Hij antwoordde niet dadelijk en keek recht voor zich uit; zij begreep niet wat die blik beteekende.
"Ik geloof niet dat het gaan zal, Lucie. Ik moet mij eerst een weg banen en jouw plaats is hier. Je zult er zoo nuttig kunnen zijn. Valérie heeft je noodig en later ook Tilly, en ik ben zoo ouderwetsch, te denken dat de plaats van elk meisje in haar eigen huis is, en dan…"
"Nu, wat dan?"
"Ik wil je niet teleurstellen, daarom ben je de eerste en de eenige, die 't weten mag. Ik heb andere plannen, als ik een eigen huis krijg dan… dan wil ik Agatha vragen of zij het met mij wil deelen."

[180:]

Lucie stond er van verbaasd, toen lichtte haar gelaat weer. Zoo in Mark's vertrouwen te worden genomen, maakte alles goed.
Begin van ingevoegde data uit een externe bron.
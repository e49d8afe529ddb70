//! Configuration of the globe, saved and loaded as RON files.

use crate::{
    math::{Location, Sector, WGS84_EQUATORIAL_RADIUS, WGS84_POLAR_RADIUS},
    retrieval::{FileUrlBuilder, UrlBuilder, WmsUrlBuilder},
    terrain::IndexBuffers,
    tile_data::{LevelSet, MAX_LEVELS},
};
use anyhow::{ensure, Context, Result};
use bevy::prelude::*;
use serde::{Deserialize, Serialize};
use std::{fs, path::Path, path::PathBuf, sync::Arc, time::Duration};

/// The quad-tree pyramid of a tessellator, layer or elevation model.
#[derive(Clone, Debug, PartialEq, Serialize, Deserialize)]
#[serde(default)]
pub struct LevelSetConfig {
    pub sector: Sector,
    pub level_zero_delta: Location,
    pub num_levels: u32,
    pub tile_width: u32,
    pub tile_height: u32,
}

impl Default for LevelSetConfig {
    fn default() -> Self {
        Self {
            sector: Sector::full_sphere(),
            level_zero_delta: Location::new(36.0, 36.0),
            num_levels: 5,
            tile_width: 256,
            tile_height: 256,
        }
    }
}

impl LevelSetConfig {
    /// Checks the values [`LevelSet::new`] would panic on.
    pub fn validate(&self) -> Result<()> {
        ensure!(
            (1..=MAX_LEVELS).contains(&self.num_levels),
            "num_levels must be between 1 and {MAX_LEVELS}, not {}",
            self.num_levels
        );
        ensure!(
            self.level_zero_delta.latitude > 0.0 && self.level_zero_delta.longitude > 0.0,
            "level_zero_delta must be positive, not {}",
            self.level_zero_delta
        );
        ensure!(
            self.tile_width > 0 && self.tile_height > 0,
            "invalid tile size {} x {}",
            self.tile_width,
            self.tile_height
        );

        Ok(())
    }

    /// # Panics
    /// Panics if the config does not [`validate`](Self::validate).
    pub fn build(&self) -> LevelSet {
        LevelSet::new(
            self.sector,
            self.level_zero_delta,
            self.num_levels,
            self.tile_width,
            self.tile_height,
        )
    }
}

/// The capacity and low water mark of a cache, in bytes.
#[derive(Copy, Clone, Debug, PartialEq, Eq, Serialize, Deserialize)]
pub struct CacheConfig {
    pub capacity: usize,
    pub low_water: usize,
}

impl CacheConfig {
    pub const fn new(capacity: usize, low_water: usize) -> Self {
        Self {
            capacity,
            low_water,
        }
    }
}

#[derive(Clone, Debug, PartialEq, Serialize, Deserialize)]
#[serde(default)]
pub struct TessellatorConfig {
    pub level_set: LevelSetConfig,
    /// Added to the detail factor of the tessellator.
    /// Tiles are subdivided while one of their cells covers more pixels than the factor, larger values give coarser terrain.
    pub detail_hint: f64,
    /// Scales the extent of a tile before it is tested against the view frustum.
    /// Values above one keep tiles close to the frustum edges.
    pub extent_tolerance: f64,
    pub tile_cache: CacheConfig,
    pub index_buffers: IndexBuffers,
}

impl Default for TessellatorConfig {
    fn default() -> Self {
        Self {
            level_set: LevelSetConfig {
                level_zero_delta: Location::new(45.0, 45.0),
                num_levels: 15,
                tile_width: 32,
                tile_height: 32,
                ..default()
            },
            detail_hint: 0.0,
            extent_tolerance: 1.05,
            tile_cache: CacheConfig::new(5_000_000, 4_000_000),
            index_buffers: IndexBuffers::all(),
        }
    }
}

/// The background task scheduler and the offline switch.
#[derive(Clone, Debug, PartialEq, Serialize, Deserialize)]
#[serde(default)]
pub struct RetrievalConfig {
    pub worker_threads: usize,
    /// Submissions beyond this number of queued and running tasks are refused.
    pub max_in_flight: usize,
    pub offline: bool,
}

impl Default for RetrievalConfig {
    fn default() -> Self {
        Self {
            worker_threads: 4,
            max_in_flight: 64,
            offline: false,
        }
    }
}

#[derive(Clone, Debug, PartialEq, Serialize, Deserialize)]
#[serde(default)]
pub struct AbsentResourceConfig {
    pub max_tries: u32,
    pub min_check_interval: Duration,
    pub try_again_interval: Duration,
}

impl Default for AbsentResourceConfig {
    fn default() -> Self {
        Self {
            max_tries: 3,
            min_check_interval: Duration::from_secs(10),
            try_again_interval: Duration::from_secs(60),
        }
    }
}

/// Where the tiles of a layer or elevation model are retrieved from.
#[derive(Clone, Debug, PartialEq, Serialize, Deserialize)]
pub enum TileSource {
    Wms(WmsUrlBuilder),
    Directory(FileUrlBuilder),
}

impl TileSource {
    pub fn url_builder(&self) -> Arc<dyn UrlBuilder> {
        match self {
            Self::Wms(builder) => Arc::new(builder.clone()),
            Self::Directory(builder) => Arc::new(builder.clone()),
        }
    }
}

#[derive(Clone, Debug, PartialEq, Serialize, Deserialize)]
pub struct TiledImageLayerConfig {
    pub name: String,
    pub level_set: LevelSetConfig,
    /// The mime type requested from the source, e.g. `image/png`.
    pub image_format: String,
    /// The directory of the local tile cache.
    pub cache_path: PathBuf,
    pub source: TileSource,
    #[serde(default)]
    pub detail_hint: f64,
    #[serde(default = "default_opacity")]
    pub opacity: f32,
    #[serde(default = "default_enabled")]
    pub enabled: bool,
    #[serde(default = "default_layer_tile_cache")]
    pub tile_cache: CacheConfig,
    #[serde(default)]
    pub absent: AbsentResourceConfig,
}

fn default_opacity() -> f32 {
    1.0
}

fn default_enabled() -> bool {
    true
}

fn default_layer_tile_cache() -> CacheConfig {
    CacheConfig::new(500_000, 400_000)
}

fn default_image_cache() -> CacheConfig {
    CacheConfig::new(20_000_000, 17_000_000)
}

#[derive(Clone, Debug, PartialEq, Serialize, Deserialize)]
pub struct ElevationModelConfig {
    pub level_set: LevelSetConfig,
    /// `application/bil16` or `image/tiff`.
    pub image_format: String,
    pub cache_path: PathBuf,
    pub source: TileSource,
    pub min_elevation: f64,
    pub max_elevation: f64,
    #[serde(default = "default_image_cache")]
    pub image_cache: CacheConfig,
    #[serde(default)]
    pub absent: AbsentResourceConfig,
}

/// Everything needed to set up a globe scene.
#[derive(Clone, Debug, PartialEq, Serialize, Deserialize, Resource)]
#[serde(default)]
pub struct GlobeConfig {
    pub equatorial_radius: f64,
    pub polar_radius: f64,
    pub vertical_exaggeration: f64,
    pub tessellator: TessellatorConfig,
    pub retrieval: RetrievalConfig,
    /// The cache of decoded textures and vertex buffers.
    pub gpu_cache: CacheConfig,
    pub elevation_model: Option<ElevationModelConfig>,
    pub layers: Vec<TiledImageLayerConfig>,
}

impl Default for GlobeConfig {
    fn default() -> Self {
        Self {
            equatorial_radius: WGS84_EQUATORIAL_RADIUS,
            polar_radius: WGS84_POLAR_RADIUS,
            vertical_exaggeration: 1.0,
            tessellator: default(),
            retrieval: default(),
            gpu_cache: CacheConfig::new(150_000_000, 100_000_000),
            elevation_model: None,
            layers: default(),
        }
    }
}

impl GlobeConfig {
    pub fn add_layer(&mut self, layer: TiledImageLayerConfig) -> &mut Self {
        self.layers.push(layer);
        self
    }

    /// Loads the config and checks every level set in it.
    pub fn load_file<P: AsRef<Path>>(path: P) -> Result<Self> {
        let encoded = fs::read_to_string(path)?;
        let config: Self = ron::from_str(&encoded)?;
        config.validate()?;
        Ok(config)
    }

    pub fn validate(&self) -> Result<()> {
        self.tessellator.level_set.validate().context("tessellator")?;

        if let Some(elevation_model) = &self.elevation_model {
            elevation_model.level_set.validate().context("elevation model")?;
        }

        for layer in &self.layers {
            layer
                .level_set
                .validate()
                .with_context(|| format!("layer {}", layer.name))?;
        }

        Ok(())
    }

    pub fn save_file<P: AsRef<Path>>(&self, path: P) -> Result<()> {
        let encoded = ron::ser::to_string_pretty(self, default())?;
        Ok(fs::write(path, encoded)?)
    }
}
"O Mark," riep zij, "hoe heerlijk! Dan wordt Agatha onze zuster!"
"Ja, maar denk er aan, dat je er je nog niet te veel van voorstelt. Ik heb er haar nog geen stom woord van gezegd, en zij is veel te goed voor mij."
Lucie glimlachte en dacht er het hare van.
"Als je maar wilt," ging Mark voort, "wordt je onontbeerlijk thuis; wanneer Valérie trouwt heeft mama, een flinke, handige dochter noodig."
"Maar Valérie zal niet trouwen! Wij hebben het reeds af gesproken. Wij worden alle drie oude vrijsters. Dat is veel prettiger. Wij hebben geen verlovingen meer noodig in onze familie."
Mark's oogen tintelden van spot.
"Geen huwelijken, geen helden meer, alleen maar oude juffers! Mooi zoo, Lucie!"
"O, een echte held, dat is wat anders, maar geen nagemaakte..!"
"Wie weet of Valérie ook niet in haar nabijheid vindt - wat haar gelukkig zal maken."
Daar toen klonk Tilly's heldere stem. '
"Lucie waar blijf je? Houd je Mark nu geheel voor jezelf? Wij willen hem ook zien en - bewonderen - onzen held!"
En al trok Mark nog zoo'n pijnlijk gezicht, zijn ouders en zusters evenmin als de anderen sloegen er acht op en overlaadden hem, den verstooteling, met hun liefkoozende bewondering.